As national and global vaccination rates continue to rise, one place that has long had access to COVID-19 vaccines is hitting an unexpected roadblock to reaching a higher threshold of immunity: the United States Congress.
Members of the House of Representatives were first offered the coronavirus vaccine back in December 2020. With only 435 lawmakers in the chamber, it should have been easy to achieve a nearly 100-percent rate of vaccination within the House.
Public health officials have supported full vaccination of Congress as an important goal, as it may change the minds of reluctant Americans across the country. As a recent NPR/PBS NewsHour/Marist poll has demonstrated, 41 percent of GOP voters across the country say they will not get the vaccine — compared to 30 percent of the general population.
However, fully one-quarter of the House has not yet received the vaccination, reporting from Axios has detailed.
There are a few mundane explanations. Some of those lawmakers may have not updated their vaccination status. Others could have health complications that prevent them from being vaccinated for the coronavirus or from receiving vaccinations in general.
However, some Republican lawmakers simply refuse to get the vaccine.
“I won’t be taking it. The survival rate is too high for me to want it,” Rep. Madison Cawthorne (R-North Carolina) said in December, despite Congressional testimony from Anthony Fauci, the nation’s top infectious diseases expert, explaining that COVID-19 is “10-times more lethal than the seasonal flu.”
“I have the freedom to decide if I’m going to take a vaccine or not and in this case I am not going to take the vaccine,” Rep. Ken Buck (R-Colorado) also said in December.
Buck’s comments on the vaccine may have also worked to have spread misinformation about it. “I’m more concerned about the safety of the vaccine than I am the side effects of the disease,” Buck said, in spite of several documented studies that show the coronavirus vaccine is safe.
The misinformation about COVID-19 and the vaccine to prevent its spread isn’t limited to the House — over in the Senate, too, there are Republicans who are spreading lies.
Sen. Ron Johnson (R-Wisconsin) was recently interviewed about whether he would get the vaccine. Johnson, who contracted coronavirus last fall, wrongly said his infection was sufficient to ensure future immunity.
.@SenRonJohnson tells me he doesn't believe he needs the vaccine since he already was diagnosed with COVID-19 last fall.
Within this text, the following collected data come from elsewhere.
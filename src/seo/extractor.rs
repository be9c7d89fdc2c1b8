use crate::model::SeoResult;
use crate::seo::accessibility::{
    count_landmarks, count_unlabeled_controls, has_language_attribute, has_skip_link,
};
use crate::seo::structured_data::extract_structured_data;
use crate::seo::{attr_trimmed, select_all};
use crate::url::is_same_host;
use reqwest::header::HeaderMap;
use scraper::Html;
use url::Url;

/// Image and link totals observed in a rendered DOM
#[derive(Debug, Clone, Copy, PartialEq, Eq)]
pub struct DomCounts {
    pub image_count: usize,
    pub link_count: usize,
}

/// Output of SEO extraction
#[derive(Debug, Clone)]
pub struct SeoExtraction {
    pub seo: SeoResult,
    /// Absolute http(s) link targets eligible for health checking
    pub links: Vec<String>,
}

/// Builds the SEO result for a page
///
/// # Arguments
///
/// * `site` - The audited URL; relative links and canonicals resolve against it
/// * `html` - Page HTML, possibly empty
/// * `headers` - Response headers, consulted for `X-Robots-Tag`
/// * `dom` - Counts from a rendered DOM; they replace the static image/link totals
///
/// # Example
///
/// ```
/// use site_auditor::seo::build_seo_result;
/// use url::Url;
///
/// let site = Url::parse("https://example.com/").unwrap();
/// let html = r#"<html><head><title>Hello</title></head><body><h1>Hi</h1></body></html>"#;
/// let extraction = build_seo_result(&site, html, None, None);
/// assert_eq!(extraction.seo.title.as_deref(), Some("Hello"));
/// assert_eq!(extraction.seo.h1_count, 1);
/// ```
pub fn build_seo_result(
    site: &Url,
    html: &str,
    headers: Option<&HeaderMap>,
    dom: Option<DomCounts>,
) -> SeoExtraction {
    let is_https = site.scheme() == "https";
    let header_noindex = headers.is_some_and(has_noindex_header);

    if html.trim().is_empty() {
        let seo = SeoResult::empty(is_https).with_indexable(!header_noindex);
        let seo = match dom {
            Some(counts) => seo.with_rendered_counts(counts.image_count, counts.link_count),
            None => seo,
        };
        return SeoExtraction {
            seo,
            links: Vec::new(),
        };
    }

    let document = Html::parse_document(html);

    let title = select_all(&document, "title")
        .first()
        .map(|t| t.text().collect::<String>().trim().to_string())
        .filter(|t| !t.is_empty());
    let meta_description = meta_content(&document, "description");
    let (has_viewport, viewport_content) = match find_meta(&document, "viewport") {
        Some(content) => (true, content),
        None => (false, None),
    };

    let images = select_all(&document, "img");
    let images_without_alt = images
        .iter()
        .filter(|img| attr_trimmed(img, "alt").is_none())
        .count();

    let links = scan_links(&document, site);
    let (structured_data_count, structured_data_types) = extract_structured_data(&document);

    let seo = SeoResult {
        title_length: char_len(&title),
        title,
        meta_description_length: char_len(&meta_description),
        meta_description,
        canonical_url: canonical_url(&document, site),
        h1_count: select_all(&document, "h1").len(),
        h2_count: select_all(&document, "h2").len(),
        has_viewport,
        viewport_content,
        image_count: images.len(),
        images_without_alt,
        link_count: links.internal + links.external,
        internal_link_count: links.internal,
        external_link_count: links.external,
        has_language_attribute: has_language_attribute(&document),
        has_skip_link: has_skip_link(&document),
        landmark_count: count_landmarks(&document),
        unlabeled_form_controls: count_unlabeled_controls(&document),
        structured_data_count,
        structured_data_types,
        has_open_graph: has_meta_prefix(&document, "property", "og:"),
        has_twitter_card: has_meta_prefix(&document, "name", "twitter:")
            || has_meta_prefix(&document, "property", "twitter:"),
        is_indexable: !(header_noindex || has_noindex_meta(&document)),
        is_https,
        broken_link_count: 0,
        broken_links: Vec::new(),
        dom_from_headless_browser: false,
    };

    let seo = match dom {
        Some(counts) => seo.with_rendered_counts(counts.image_count, counts.link_count),
        None => seo,
    };

    SeoExtraction {
        seo,
        links: links.crawlable,
    }
}

fn char_len(value: &Option<String>) -> usize {
    value.as_deref().map_or(0, |v| v.chars().count())
}

/// Finds a `<meta name=...>` (name matched case-insensitively)
///
/// Outer `None` means no such tag; inner `None` means the tag has no
/// usable content.
fn find_meta(document: &Html, name: &str) -> Option<Option<String>> {
    select_all(document, "meta[name]")
        .into_iter()
        .find(|meta| {
            meta.value()
                .attr("name")
                .is_some_and(|n| n.trim().eq_ignore_ascii_case(name))
        })
        .map(|meta| attr_trimmed(&meta, "content").map(str::to_string))
}

fn meta_content(document: &Html, name: &str) -> Option<String> {
    find_meta(document, name).flatten()
}

fn has_meta_prefix(document: &Html, attribute: &str, prefix: &str) -> bool {
    select_all(document, "meta").iter().any(|meta| {
        meta.value()
            .attr(attribute)
            .is_some_and(|value| value.trim().to_ascii_lowercase().starts_with(prefix))
    })
}

/// Any `robots` meta tag listing `noindex`
fn has_noindex_meta(document: &Html) -> bool {
    select_all(document, "meta[name]").iter().any(|meta| {
        let is_robots = meta
            .value()
            .attr("name")
            .is_some_and(|n| n.trim().eq_ignore_ascii_case("robots"));
        is_robots
            && meta
                .value()
                .attr("content")
                .is_some_and(directives_include_noindex)
    })
}

/// Any `X-Robots-Tag` header value listing `noindex`
///
/// Every occurrence of the header is consulted. Directives may be scoped
/// to a crawler (`googlebot: noindex`).
fn has_noindex_header(headers: &HeaderMap) -> bool {
    headers
        .get_all("x-robots-tag")
        .iter()
        .filter_map(|value| value.to_str().ok())
        .any(directives_include_noindex)
}

fn directives_include_noindex(directives: &str) -> bool {
    directives.split(',').any(|directive| {
        directive
            .rsplit(':')
            .next()
            .is_some_and(|d| d.trim().eq_ignore_ascii_case("noindex"))
    })
}

/// Resolves the declared canonical URL
///
/// Absolute values pass through, relative values resolve against the
/// site, and anything unparseable is returned as written.
fn canonical_url(document: &Html, site: &Url) -> Option<String> {
    let raw = select_all(document, "link[rel][href]")
        .into_iter()
        .find(|link| {
            link.value().attr("rel").is_some_and(|rel| {
                rel.split_whitespace()
                    .any(|token| token.eq_ignore_ascii_case("canonical"))
            })
        })
        .and_then(|link| attr_trimmed(&link, "href").map(str::to_string))?;

    if Url::parse(&raw).is_ok() {
        return Some(raw);
    }
    match site.join(&raw) {
        Ok(resolved) => Some(resolved.to_string()),
        Err(_) => Some(raw),
    }
}

#[derive(Debug, Default)]
struct LinkScan {
    internal: usize,
    external: usize,
    crawlable: Vec<String>,
}

/// Classifies every navigational `<a href>` on the page
///
/// Fragment, `mailto:`, `tel:` and `javascript:` targets are ignored.
/// Hrefs that cannot be parsed or resolved still count as internal but are
/// not offered for health checking.
fn scan_links(document: &Html, site: &Url) -> LinkScan {
    let mut scan = LinkScan::default();

    for anchor in select_all(document, "a[href]") {
        let Some(href) = attr_trimmed(&anchor, "href") else {
            continue;
        };
        if is_non_navigational(href) {
            continue;
        }

        let resolved = match Url::parse(href) {
            Ok(absolute) => Some(absolute),
            Err(url::ParseError::RelativeUrlWithoutBase) => site.join(href).ok(),
            Err(_) => None,
        };

        match resolved {
            Some(target) => {
                if is_same_host(site, &target) {
                    scan.internal += 1;
                } else {
                    scan.external += 1;
                }
                if matches!(target.scheme(), "http" | "https") {
                    scan.crawlable.push(target.to_string());
                }
            }
            None => scan.internal += 1,
        }
    }

    scan
}

fn is_non_navigational(href: &str) -> bool {
    if href.starts_with('#') {
        return true;
    }
    let lower = href.to_ascii_lowercase();
    lower.starts_with("mailto:") || lower.starts_with("tel:") || lower.starts_with("javascript:")
}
"No I had COVID, so I don’t believe…I think that probably provides me the best immunity possible actually having the disease.” pic.twitter.com/6VtbbXcsVW— Emilee Fannon (@Emilee_Fannon) March 10, 2021
“I had COVID. I think that probably provides me the best immunity possible, actually having had the disease,” Johnson said earlier this month.
In fact, the Centers for Disease Control and Prevention recommends that everyone who is able get the vaccine, including individuals who have already had the virus in their systems, because there is a rare but possible chance to get reinfected with COVID-19.
Rep. Mark Pocan (D-Wisconsin) wasn’t having it.
“Attention @SenRonJohnson. You need to get vaccinated to be safe for others around you,” Pocan tweeted a couple of days after Johnson’s interview. “Less conspiracy theories, more vaccines and science please.”
Former President Donald Trump has also received criticism for not doing more to push for vaccines. Trump received his vaccination for coronavirus prior to leaving the White House. However, he did so in secret, refusing to publicize it despite other former presidents who had in order to promote the vaccine’s use.
Many, including Fauci, have since called on Trump to encourage his supporters (47 percent of whom say they won’t get vaccinated, per the NPR/PBS NewsHour/Marist poll) to get inoculated.
“How such a large proportion of a certain group of people would not want to get vaccinated merely because of political consideration, it makes absolutely no sense,” Fauci said on “Meet the Press” this weekend.